That's my personal experience and those are my facts. I would certainly be interested in reading *yours*, since your assertion is so radically different from my own experience with VRI's facility management.


----------



## vacationhopeful (Apr 16, 2011)

theo said:


> ... I would certainly be interested in reading yours, since your assertion is so radically different from my own experience with VRI's facility management.



VRI did a Special Assessment for $1200-1500 per interval at the Ft Lauderdale Beach Resort about 6-7 years ago. The prior management company (Sunterra) had run the resort into bankruptcy and the place was downright scary. As at least 4 other rehabs/updates had started on the top floor and stalled/stopped midway thru in the prior 20 years. Unbroken furniture, drapes, appliances were mis-matched on the lower 6 floors everywhere. The original pink and blue-green METAL kitchen cabinets from the 1950's were in the kitchens. The very first things done were a new roof and the required new hurricane windows and patio doors. Hurricane Wilma struck just a few days after that work was done. FLBR was the only TS that was open during and immediately after that storm ended - it hosted evacuted guests from Marriott Beach Place and other area timeshare resorts. 

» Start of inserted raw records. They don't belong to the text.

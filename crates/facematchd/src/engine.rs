use facematch_core::{Detection, ExtractionError, Extractor};
use thiserror::Error;
use tokio::sync::{mpsc, oneshot};

#[derive(Error, Debug)]
pub enum EngineError {
    #[error("extraction failed: {0}")]
    Extraction(#[from] ExtractionError),
    #[error("could not spawn engine thread: {0}")]
    Spawn(std::io::Error),
    #[error("engine thread exited")]
    ChannelClosed,
}

/// Messages sent from service handlers to the engine thread.
enum EngineRequest {
    Extract {
        image: Vec<u8>,
        min_confidence: f32,
        reply: oneshot::Sender<Result<Vec<Detection>, ExtractionError>>,
    },
}

/// Clone-safe handle to the engine thread.
#[derive(Clone)]
pub struct EngineHandle {
    tx: mpsc::Sender<EngineRequest>,
}

impl EngineHandle {
    /// Detect every face in `image` and embed each one.
    pub async fn extract(&self, image: Vec<u8>, min_confidence: f32) -> Result<Vec<Detection>, EngineError> {
        let (reply_tx, reply_rx) = oneshot::channel();
        self.tx
            .send(EngineRequest::Extract {
                image,
                min_confidence,
                reply: reply_tx,
            })
            .await
            .map_err(|_| EngineError::ChannelClosed)?;
        Ok(reply_rx.await.map_err(|_| EngineError::ChannelClosed)??)
    }
}

/// Spawn the engine on a dedicated OS thread.
///
/// The extractor holds ONNX sessions that need `&mut` access, so all
/// inference is serialized through one request loop. The thread exits when
/// every handle has been dropped.
pub fn spawn_engine(mut extractor: Box<dyn Extractor>) -> Result<EngineHandle, EngineError> {
    let (tx, mut rx) = mpsc::channel::<EngineRequest>(16);

    std::thread::Builder::new()
        .name("facematch-engine".into())
        .spawn(move || {
            tracing::info!("engine thread started");
            while let Some(req) = rx.blocking_recv() {
                match req {
                    EngineRequest::Extract {
                        image,
                        min_confidence,
                        reply,
                    } => {
                        let result = extractor.extract(&image, min_confidence);
                        if let Ok(faces) = &result {
                            tracing::debug!(bytes = image.len(), faces = faces.len(), "extract request served");
                        }
                        let _ = reply.send(result);
                    }
                }
            }
            tracing::info!("engine thread exiting");
        })
        .map_err(EngineError::Spawn)?;

    Ok(EngineHandle { tx })
}

/// Load the SCRFD + ArcFace extractor and start the engine.
///
/// Fails fast at startup if either model file is unavailable.
pub fn start_onnx_engine(scrfd_path: &str, arcface_path: &str) -> Result<EngineHandle, EngineError> {
    let extractor = facematch_core::OnnxExtractor::load(scrfd_path, arcface_path)?;
    tracing::info!(scrfd = scrfd_path, arcface = arcface_path, "face models loaded");
    spawn_engine(Box::new(extractor))
}
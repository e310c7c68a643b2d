//! facematch-core — face detection, recognition and matching.
//!
//! Uses SCRFD for face detection and ArcFace for face embeddings,
//! both running via ONNX Runtime for CPU inference. Matching is plain
//! Euclidean distance over the embeddings.

pub mod alignment;
pub mod annotate;
pub mod detector;
pub mod extractor;
pub mod matching;
pub mod recognizer;
pub mod types;

use std::path::PathBuf;

pub use annotate::{annotate, Annotated, AnnotateError};
pub use detector::FaceDetector;
pub use extractor::{ExtractionError, Extractor, OnnxExtractor};
pub use matching::{Comparison, MatchError, WinnerSelection, DEFAULT_SAME_IDENTITY_THRESHOLD};
pub use recognizer::FaceRecognizer;
pub use types::{BoundingBox, Detection, Embedding, Match, Metadata};

/// Default location of the ONNX model files: `$XDG_DATA_HOME/facematch/models`.
pub fn default_model_dir() -> PathBuf {
    data_home().join("facematch").join("models")
}

/// `$XDG_DATA_HOME`, falling back to `~/.local/share`.
pub fn data_home() -> PathBuf {
    std::env::var("XDG_DATA_HOME")
        .map(PathBuf::from)
        .unwrap_or_else(|_| {
            let home = std::env::var("HOME").unwrap_or_else(|_| "/tmp".to_string());
            PathBuf::from(home).join(".local/share")
        })
}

While that Special Assessment was a bitter pill for the longtime owners, everyone knew it was a "pay it or close the resort". If the roof and hurricane windows/patio doors had not been done before Wilma, it would be another building like the *Ft Lauderdale Howard Johnson Motel on A1A *from the Hurricane Wilma storm - still standing, empty and surrounded by chain link fencing.


----------



## rickandcindy23 (Apr 16, 2011)

Why do people blame the management company for special assessments?  It's not the management company that decides such things, it's the HOA Board of Directors who choose to update a resort.  I think anyone who has a problem with constant SA's should get on the board themselves.  

Foxrun, managed by VRI, had a full refurbishment without a SA.  New carpet, remodeled kitchens, new furniture, paint, etc. 

The BOD's knew it would be devastating to owners to assess, so they increased fees over four years to accomplish the upgrades, including the rebuilding of the retaining walls that were needing attention.  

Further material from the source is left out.